Schauffele made his professional debut in Japan in 2018 at a Japan Golf Tour event and still savors the experience, though it didn’t go as planned.
“I shot a pair of 76s or 77s, missed the cut by a landslide,” he said. “I remember hitting a lot of balls OB and just struggling to get my feet grounded playing in my first pro start.”
But Schauffele’s greatest success to date also happened in Japan when he won the gold medal in the 2020 Tokyo Olympics.
“It kind of gets better as time goes on,” he said. “I can hear people in Japanese saying, ‘Oh, there’s a gold medalist’ when I walk by, so it’s pretty cool.”
Rickie Fowler’s middle name, Yutaka, comes from his maternal grandfather, who is Japanese, and he has always supported the Zozo event, which will be his lone start during the FedEx Fall.
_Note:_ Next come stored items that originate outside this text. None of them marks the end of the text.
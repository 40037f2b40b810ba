use crate::core::asset::{Asset, AssetId, AssetSource, SourceError};
use crate::core::descriptor::FeatureDescriptor;
use crate::core::duplicate::{ClusterBuilder, DuplicateCluster};
use crate::core::extractor::{ExtractionError, FeatureExtractorAdapter};
use crate::core::fetcher::AssetFetcher;
use crate::core::thumbnail::DEFAULT_THUMBNAIL_SIZE;
use chrono::{DateTime, Utc};
use futures::stream::{self, StreamExt};
use serde::{Deserialize, Serialize};
use std::collections::HashMap;
use std::sync::Arc;
use thiserror::Error;
use tokio::sync::mpsc;
use tokio_util::sync::CancellationToken;

/// Share of the progress range spent on extraction; clustering takes the rest.
const EXTRACTION_SHARE: f64 = 0.7;

/// Receives a fraction in `[0, 1]`, non-decreasing within one scan. A page
/// request that runs several scans reports each from 0 again, so a restart
/// marks the next batch.
pub type ProgressCallback<'a> = &'a (dyn Fn(f64) + Send + Sync);

#[derive(Debug, Error)]
pub enum ScanError {
    #[error("Access to the media library was denied")]
    AccessDenied,

    #[error("Asset source error: {0}")]
    Source(SourceError),

    #[error("Scan worker failed: {message}")]
    Worker { message: String },

    #[error("Operation cancelled")]
    Cancelled,
}

impl From<SourceError> for ScanError {
    fn from(error: SourceError) -> Self {
        match error {
            SourceError::AccessDenied => ScanError::AccessDenied,
            other => ScanError::Source(other),
        }
    }
}

#[derive(Debug, Clone, PartialEq, Serialize, Deserialize)]
#[serde(default)]
pub struct ScanConfig {
    pub batch_size: usize,
    pub concurrency: usize,
    pub thumbnail_size: u32,
}

impl Default for ScanConfig {
    fn default() -> Self {
        Self {
            batch_size: 1000,
            concurrency: 8,
            thumbnail_size: DEFAULT_THUMBNAIL_SIZE,
        }
    }
}

#[derive(Debug, Clone, Copy, PartialEq, Eq, Serialize, Deserialize)]
pub enum ScanMode {
    /// Restart from the newest asset.
    Full,
    /// Resume at the stored offset.
    Continue,
}

#[derive(Debug, Clone, PartialEq, Eq, Serialize, Deserialize)]
pub enum ScanStatus {
    Idle,
    Scanning,
    Completed,
    Cancelled,
    Failed(String),
}

/// Incremental coverage of the library across scans.
#[derive(Debug, Clone, Default, PartialEq, Serialize, Deserialize)]
pub struct ScanState {
    pub scan_offset: usize,
    pub total_scanned: usize,
    pub last_scan_at: Option<DateTime<Utc>>,
    pub exhausted: bool,
}

impl ScanState {
    pub fn start_offset(&self, mode: ScanMode) -> usize {
        match mode {
            ScanMode::Full => 0,
            ScanMode::Continue => self.scan_offset,
        }
    }

    pub fn commit(&mut self, mode: ScanMode, outcome: &ScanOutcome) {
        match mode {
            ScanMode::Full => self.total_scanned = outcome.fetched,
            ScanMode::Continue => self.total_scanned += outcome.fetched,
        }
        self.scan_offset = outcome.next_offset;
        self.exhausted = outcome.exhausted;
        self.last_scan_at = Some(outcome.finished_at);
    }

    /// Record a scan that could not read the library, so staleness checks
    /// back off instead of retrying immediately.
    pub fn mark_attempt(&mut self, at: DateTime<Utc>) {
        self.scan_offset = 0;
        self.total_scanned = 0;
        self.exhausted = true;
        self.last_scan_at = Some(at);
    }

    /// Pull the offset back after `count` already-scanned assets left the
    /// library, so the next continuation starts at the first unscanned one.
    pub fn forget_scanned(&mut self, count: usize) {
        self.scan_offset = self.scan_offset.saturating_sub(count);
        self.total_scanned = self.total_scanned.saturating_sub(count);
    }

    pub fn reset(&mut self) {
        *self = Self::default();
    }
}

/// Everything one scan produced. Nothing is applied until the caller commits.
#[derive(Debug, Clone)]
pub struct ScanOutcome {
    pub clusters: Vec<DuplicateCluster>,
    pub start_offset: usize,
    pub next_offset: usize,
    /// Items the source returned for this batch.
    pub fetched: usize,
    /// Images that produced a descriptor.
    pub described: usize,
    /// Images skipped because extraction failed.
    pub failed: usize,
    pub exhausted: bool,
    pub finished_at: DateTime<Utc>,
    /// Ids of every image in the batch, described or not.
    pub scanned_ids: Vec<AssetId>,
}

/// Runs one batch through fetch, bounded parallel extraction and clustering.
pub struct ScanCoordinator {
    fetcher: AssetFetcher,
    adapter: Arc<FeatureExtractorAdapter>,
    builder: Arc<ClusterBuilder>,
    config: ScanConfig,
}

impl ScanCoordinator {
    pub fn new(
        source: Arc<dyn AssetSource>,
        adapter: Arc<FeatureExtractorAdapter>,
        builder: ClusterBuilder,
        config: ScanConfig,
    ) -> Self {
        Self {
            fetcher: AssetFetcher::new(source),
            adapter,
            builder: Arc::new(builder),
            config,
        }
    }

    pub fn config(&self) -> &ScanConfig {
        &self.config
    }

    pub async fn scan(
        &self,
        start_offset: usize,
        cancel: &CancellationToken,
        progress: Option<ProgressCallback<'_>>,
    ) -> Result<ScanOutcome, ScanError> {
        if cancel.is_cancelled() {
            return Err(ScanError::Cancelled);
        }

        let batch = self
            .fetcher
            .fetch_batch(start_offset, self.config.batch_size)
            .await?;
        log::info!(
            "Scanning {} images from offset {}",
            batch.assets.len(),
            start_offset
        );

        if cancel.is_cancelled() {
            return Err(ScanError::Cancelled);
        }

        let (descriptors, failed) = self.extract_all(&batch.assets, cancel, progress).await?;
        let described = descriptors.len();
        let next_offset = batch.next_offset();
        let scanned_ids: Vec<AssetId> = batch.assets.iter().map(|asset| asset.id.clone()).collect();
        let clusters = self
            .cluster(batch.assets, descriptors, cancel, progress)
            .await?;

        log::info!(
            "Scan complete: {} clusters from {} described images ({} failed)",
            clusters.len(),
            described,
            failed
        );
        report(progress, 1.0);

        Ok(ScanOutcome {
            clusters,
            start_offset,
            next_offset,
            fetched: batch.fetched,
            described,
            failed,
            exhausted: batch.exhausted,
            finished_at: Utc::now(),
            scanned_ids,
        })
    }

    /// Extract descriptors with at most `concurrency` tasks in flight. A
    /// finished task immediately frees its slot for the next asset.
    async fn extract_all(
        &self,
        assets: &[Asset],
        cancel: &CancellationToken,
        progress: Option<ProgressCallback<'_>>,
    ) -> Result<(HashMap<AssetId, Arc<FeatureDescriptor>>, usize), ScanError> {
        let total = assets.len();
        let mut descriptors = HashMap::with_capacity(total);
        let mut failed = 0;
        let mut completed = 0;

        let mut results = stream::iter(assets.iter().cloned())
            .map(|asset| {
                let adapter = self.adapter.clone();
                let cancel = cancel.clone();
                async move {
                    let id = asset.id.clone();
                    if cancel.is_cancelled() {
                        return (id, Err(ExtractionError::Cancelled));
                    }
                    let task = tokio::spawn(async move { adapter.extract(&asset, &cancel).await });
                    let result = task.await.unwrap_or_else(|e| {
                        Err(ExtractionError::FeaturePrintUnavailable {
                            message: format!("extraction task failed: {}", e),
                        })
                    });
                    (id, result)
                }
            })
            .buffer_unordered(self.config.concurrency.max(1));

        while let Some((id, result)) = results.next().await {
            completed += 1;
            match result {
                Ok(descriptor) => {
                    descriptors.insert(id, descriptor);
                }
                Err(ExtractionError::Cancelled) => {}
                Err(e) => {
                    failed += 1;
                    log::warn!("Skipping asset {}: {}", id, e);
                }
            }
            report(progress, EXTRACTION_SHARE * (completed as f64 / total as f64));
        }

        if cancel.is_cancelled() {
            log::info!("Scan cancelled after {} of {} extractions", completed, total);
            return Err(ScanError::Cancelled);
        }

        report(progress, EXTRACTION_SHARE);
        Ok((descriptors, failed))
    }

    /// Clustering is quadratic in the batch size, so it runs on a blocking
    /// thread and forwards progress back over a channel.
    async fn cluster(
        &self,
        assets: Vec<Asset>,
        descriptors: HashMap<AssetId, Arc<FeatureDescriptor>>,
        cancel: &CancellationToken,
        progress: Option<ProgressCallback<'_>>,
    ) -> Result<Vec<DuplicateCluster>, ScanError> {
        let (progress_tx, mut progress_rx) = mpsc::unbounded_channel::<f64>();
        let builder = self.builder.clone();
        let cancel = cancel.clone();

        let task = tokio::task::spawn_blocking(move || {
            builder.build(&assets, &descriptors, &cancel, |done, total| {
                if total > 0 {
                    let fraction = done as f64 / total as f64;
                    let _ = progress_tx.send(EXTRACTION_SHARE + (1.0 - EXTRACTION_SHARE) * fraction);
                }
            })
        });

        // The sender is dropped with the closure once clustering returns.
        while let Some(fraction) = progress_rx.recv().await {
            report(progress, fraction);
        }

        task.await
            .map_err(|e| ScanError::Worker {
                message: e.to_string(),
            })?
            .map_err(|_| ScanError::Cancelled)
    }
}

fn report(progress: Option<ProgressCallback<'_>>, fraction: f64) {
    if let Some(callback) = progress {
        callback(fraction.clamp(0.0, 1.0));
    }
}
Last year, he finished second and it kick-started a comeback campaign capped off by a win at the Rocket Mortgage Classic, his first title in more than four years.
“That was one that kind of helped me build some confidence and momentum going into what was a little bit of an offseason and really helped propel me to play some good golf this year,” he said.
Hideki Matsuyama, who won this event in his homeland in 2021 and finished second to Tiger Woods in 2019, leads the Japanese contingent in the field after a two-month layoff.
“The first month I really took it easy,” said Matsuyama, who hasn’t played since he withdrew before teeing off in the second of the BMW Championship in August citing a back injury. “It’s been a long time since I took that much time off, but the last month I’ve been working hard getting my game back in shape and I feel good about heading into this week.”
Matsuyama hasn’t won since the 2022 Sony Open in Hawaii, but that isn’t as long as Aussie Adam Scott, who has lifted a trophy 14 times on the Tour but none since the 2020 Genesis Invitational.
“I’ve got lots of different goals, I guess, but really to sum that up, I want to get back in the winner’s circle on Tour,” said Scott, who has been a consistent competitor in Japan throughout his career and competed in the Japan Open last week. “I feel like I still have the game to compete on Tour and be a winner. I’d like to kind of start here this week, but let’s keep that going in ’24, too.”
The FedEx Fall may not have the same cache as the regular season but even for these big names, winning still matters.